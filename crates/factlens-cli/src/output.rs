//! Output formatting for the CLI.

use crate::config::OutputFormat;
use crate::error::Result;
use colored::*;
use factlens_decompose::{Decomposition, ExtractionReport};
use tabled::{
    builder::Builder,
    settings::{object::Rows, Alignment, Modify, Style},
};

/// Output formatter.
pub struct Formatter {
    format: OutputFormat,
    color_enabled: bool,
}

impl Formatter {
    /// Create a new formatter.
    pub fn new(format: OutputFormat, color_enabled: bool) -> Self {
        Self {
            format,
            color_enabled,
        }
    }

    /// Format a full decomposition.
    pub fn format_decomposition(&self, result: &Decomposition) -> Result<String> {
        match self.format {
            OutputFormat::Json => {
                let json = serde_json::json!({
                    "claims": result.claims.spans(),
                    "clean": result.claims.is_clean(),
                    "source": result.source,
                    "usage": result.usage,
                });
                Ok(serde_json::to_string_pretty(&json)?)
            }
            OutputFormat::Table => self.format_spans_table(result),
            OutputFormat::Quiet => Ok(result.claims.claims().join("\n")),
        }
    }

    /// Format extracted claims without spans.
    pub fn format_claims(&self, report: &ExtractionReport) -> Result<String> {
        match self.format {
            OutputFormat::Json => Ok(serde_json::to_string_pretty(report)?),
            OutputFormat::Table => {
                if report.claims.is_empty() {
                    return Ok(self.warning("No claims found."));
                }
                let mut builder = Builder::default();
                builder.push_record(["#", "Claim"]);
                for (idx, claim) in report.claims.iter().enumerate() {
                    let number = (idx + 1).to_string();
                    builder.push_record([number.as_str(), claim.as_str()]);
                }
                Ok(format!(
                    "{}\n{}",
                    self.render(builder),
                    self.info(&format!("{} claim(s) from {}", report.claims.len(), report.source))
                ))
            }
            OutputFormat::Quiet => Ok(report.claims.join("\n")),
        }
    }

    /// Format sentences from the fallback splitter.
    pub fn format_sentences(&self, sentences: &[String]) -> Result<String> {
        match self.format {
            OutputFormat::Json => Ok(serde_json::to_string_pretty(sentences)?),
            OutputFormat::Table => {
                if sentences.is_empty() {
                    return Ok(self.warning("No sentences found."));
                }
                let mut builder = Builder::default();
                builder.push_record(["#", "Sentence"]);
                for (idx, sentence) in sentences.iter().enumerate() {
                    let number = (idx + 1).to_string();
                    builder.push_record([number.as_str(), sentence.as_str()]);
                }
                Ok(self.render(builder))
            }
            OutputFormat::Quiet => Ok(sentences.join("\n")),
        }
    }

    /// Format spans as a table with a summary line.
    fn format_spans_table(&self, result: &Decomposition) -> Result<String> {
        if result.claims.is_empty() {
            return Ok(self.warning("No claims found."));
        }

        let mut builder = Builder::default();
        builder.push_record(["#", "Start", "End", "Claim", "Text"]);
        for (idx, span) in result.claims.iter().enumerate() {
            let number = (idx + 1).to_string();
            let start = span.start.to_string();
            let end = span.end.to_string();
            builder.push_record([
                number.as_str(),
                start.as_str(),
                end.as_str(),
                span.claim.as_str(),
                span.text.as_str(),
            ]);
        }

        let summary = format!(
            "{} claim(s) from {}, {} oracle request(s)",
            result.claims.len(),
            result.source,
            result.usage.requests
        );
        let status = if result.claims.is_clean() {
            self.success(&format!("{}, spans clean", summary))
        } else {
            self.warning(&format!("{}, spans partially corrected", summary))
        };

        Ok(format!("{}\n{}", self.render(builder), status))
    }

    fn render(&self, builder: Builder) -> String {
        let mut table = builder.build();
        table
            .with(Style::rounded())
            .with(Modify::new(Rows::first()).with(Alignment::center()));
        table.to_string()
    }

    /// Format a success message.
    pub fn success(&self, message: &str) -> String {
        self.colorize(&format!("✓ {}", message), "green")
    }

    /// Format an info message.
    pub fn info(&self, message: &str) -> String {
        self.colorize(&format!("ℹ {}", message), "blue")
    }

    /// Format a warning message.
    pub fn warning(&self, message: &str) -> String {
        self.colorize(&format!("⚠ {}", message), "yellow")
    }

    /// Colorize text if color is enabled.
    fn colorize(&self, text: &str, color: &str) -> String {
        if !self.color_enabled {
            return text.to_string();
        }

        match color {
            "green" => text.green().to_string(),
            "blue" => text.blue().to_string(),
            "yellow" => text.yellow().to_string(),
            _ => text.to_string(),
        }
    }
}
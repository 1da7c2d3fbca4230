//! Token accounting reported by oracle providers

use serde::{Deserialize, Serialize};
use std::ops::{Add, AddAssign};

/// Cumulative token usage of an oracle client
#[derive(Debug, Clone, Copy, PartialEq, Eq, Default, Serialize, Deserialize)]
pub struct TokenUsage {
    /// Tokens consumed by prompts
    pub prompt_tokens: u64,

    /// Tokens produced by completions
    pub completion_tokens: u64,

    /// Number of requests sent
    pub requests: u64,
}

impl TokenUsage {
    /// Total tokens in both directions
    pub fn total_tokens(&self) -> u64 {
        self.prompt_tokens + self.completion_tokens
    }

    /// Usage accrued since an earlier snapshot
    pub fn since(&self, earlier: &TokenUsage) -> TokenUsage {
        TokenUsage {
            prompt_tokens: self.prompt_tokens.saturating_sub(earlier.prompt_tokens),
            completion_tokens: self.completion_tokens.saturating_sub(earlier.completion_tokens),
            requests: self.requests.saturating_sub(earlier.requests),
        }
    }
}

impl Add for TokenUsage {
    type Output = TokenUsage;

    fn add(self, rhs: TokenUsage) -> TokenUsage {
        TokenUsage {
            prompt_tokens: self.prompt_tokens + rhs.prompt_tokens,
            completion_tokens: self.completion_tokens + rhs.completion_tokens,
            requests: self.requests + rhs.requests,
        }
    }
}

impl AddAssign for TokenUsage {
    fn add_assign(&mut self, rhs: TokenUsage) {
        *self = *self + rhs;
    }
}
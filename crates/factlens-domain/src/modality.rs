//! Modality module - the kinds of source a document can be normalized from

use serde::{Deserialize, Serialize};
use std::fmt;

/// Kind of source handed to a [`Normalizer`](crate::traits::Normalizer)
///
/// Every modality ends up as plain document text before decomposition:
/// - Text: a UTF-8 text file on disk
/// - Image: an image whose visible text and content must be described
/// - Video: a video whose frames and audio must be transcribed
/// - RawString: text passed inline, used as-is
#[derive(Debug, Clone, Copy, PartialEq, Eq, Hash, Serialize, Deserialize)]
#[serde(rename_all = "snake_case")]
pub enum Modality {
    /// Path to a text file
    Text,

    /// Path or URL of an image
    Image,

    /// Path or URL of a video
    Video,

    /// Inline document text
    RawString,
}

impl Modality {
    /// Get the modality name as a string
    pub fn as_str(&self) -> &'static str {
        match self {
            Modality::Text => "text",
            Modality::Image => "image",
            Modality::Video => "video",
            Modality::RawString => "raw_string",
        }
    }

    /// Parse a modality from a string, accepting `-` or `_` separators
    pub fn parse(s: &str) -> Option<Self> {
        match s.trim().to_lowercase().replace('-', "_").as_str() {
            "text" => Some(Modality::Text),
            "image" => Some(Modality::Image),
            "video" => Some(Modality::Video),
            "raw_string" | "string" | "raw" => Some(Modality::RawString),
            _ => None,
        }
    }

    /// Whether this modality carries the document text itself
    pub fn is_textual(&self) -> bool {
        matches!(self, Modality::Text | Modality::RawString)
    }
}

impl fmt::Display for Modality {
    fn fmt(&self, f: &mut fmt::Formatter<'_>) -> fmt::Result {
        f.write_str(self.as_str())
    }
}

__________

The answer must be every line of the entries that includes the word "crates".

filename crates/factlens-cli/src/output.rs
filename crates/factlens-domain/src/modality.rs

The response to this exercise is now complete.